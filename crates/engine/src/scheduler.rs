//! Deferred settlement queue.
//!
//! Orders are settled "accepted now, resolved later": acceptance pushes a
//! work item here and a poller drains whatever has come due against the
//! injected clock. Keying items by order id makes them cancellable, and
//! keeping time external makes settlement deterministic under a fixed clock.

use parking_lot::Mutex;
use priority_queue::PriorityQueue;
use std::cmp::Reverse;

use plutus_core::{OrderId, Timestamp};

/// Cancellable deferred work items keyed by order id, earliest due first
pub struct SettlementScheduler {
    queue: Mutex<PriorityQueue<OrderId, Reverse<Timestamp>>>,
}

impl SettlementScheduler {
    pub fn new() -> Self {
        Self {
            queue: Mutex::new(PriorityQueue::new()),
        }
    }

    /// Enqueue an order for settlement at `due_at`.
    ///
    /// Re-scheduling an already-queued id moves its due time.
    pub fn schedule(&self, order_id: OrderId, due_at: Timestamp) {
        self.queue.lock().push(order_id, Reverse(due_at));
    }

    /// Remove a pending item; returns whether it was still queued
    pub fn cancel(&self, order_id: &OrderId) -> bool {
        self.queue.lock().remove(order_id).is_some()
    }

    /// Pop every item due at or before `now`, earliest first
    pub fn due(&self, now: Timestamp) -> Vec<OrderId> {
        let mut queue = self.queue.lock();
        let mut ready = Vec::new();
        while queue
            .peek()
            .is_some_and(|(_, Reverse(due_at))| *due_at <= now)
        {
            if let Some((order_id, _)) = queue.pop() {
                ready.push(order_id);
            }
        }
        ready
    }

    /// Due time of the next item, if any
    pub fn next_due(&self) -> Option<Timestamp> {
        self.queue.lock().peek().map(|(_, Reverse(due_at))| *due_at)
    }

    pub fn len(&self) -> usize {
        self.queue.lock().len()
    }

    pub fn is_empty(&self) -> bool {
        self.queue.lock().is_empty()
    }
}

impl Default for SettlementScheduler {
    fn default() -> Self {
        Self::new()
    }
}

[What this task involves]:
Copy each of the records above so that nothing differs from the original.

[Completed task]:
filename crates/engine/src/scheduler.rs
//! Deferred settlement queue.
//!
//! Orders are settled "accepted now, resolved later": acceptance pushes a
//! work item here and a poller drains whatever has come due against the
//! injected clock. Keying items by order id makes them cancellable, and
//! keeping time external makes settlement deterministic under a fixed clock.

use parking_lot::Mutex;
use priority_queue::PriorityQueue;
use std::cmp::Reverse;

use plutus_core::{OrderId, Timestamp};

/// Cancellable deferred work items keyed by order id, earliest due first
pub struct SettlementScheduler {
    queue: Mutex<PriorityQueue<OrderId, Reverse<Timestamp>>>,
}

impl SettlementScheduler {
    pub fn new() -> Self {
        Self {
            queue: Mutex::new(PriorityQueue::new()),
        }
    }

    /// Enqueue an order for settlement at `due_at`.
    ///
    /// Re-scheduling an already-queued id moves its due time.
    pub fn schedule(&self, order_id: OrderId, due_at: Timestamp) {
        self.queue.lock().push(order_id, Reverse(due_at));
    }

    /// Remove a pending item; returns whether it was still queued
    pub fn cancel(&self, order_id: &OrderId) -> bool {
        self.queue.lock().remove(order_id).is_some()
    }

    /// Pop every item due at or before `now`, earliest first
    pub fn due(&self, now: Timestamp) -> Vec<OrderId> {
        let mut queue = self.queue.lock();
        let mut ready = Vec::new();
        while queue
            .peek()
            .is_some_and(|(_, Reverse(due_at))| *due_at <= now)
        {
            if let Some((order_id, _)) = queue.pop() {
                ready.push(order_id);
            }
        }
        ready
    }

    /// Due time of the next item, if any
    pub fn next_due(&self) -> Option<Timestamp> {
        self.queue.lock().peek().map(|(_, Reverse(due_at))| *due_at)
    }

    pub fn len(&self) -> usize {
        self.queue.lock().len()
    }

    pub fn is_empty(&self) -> bool {
        self.queue.lock().is_empty()
    }
}

impl Default for SettlementScheduler {
    fn default() -> Self {
        Self::new()
    }
}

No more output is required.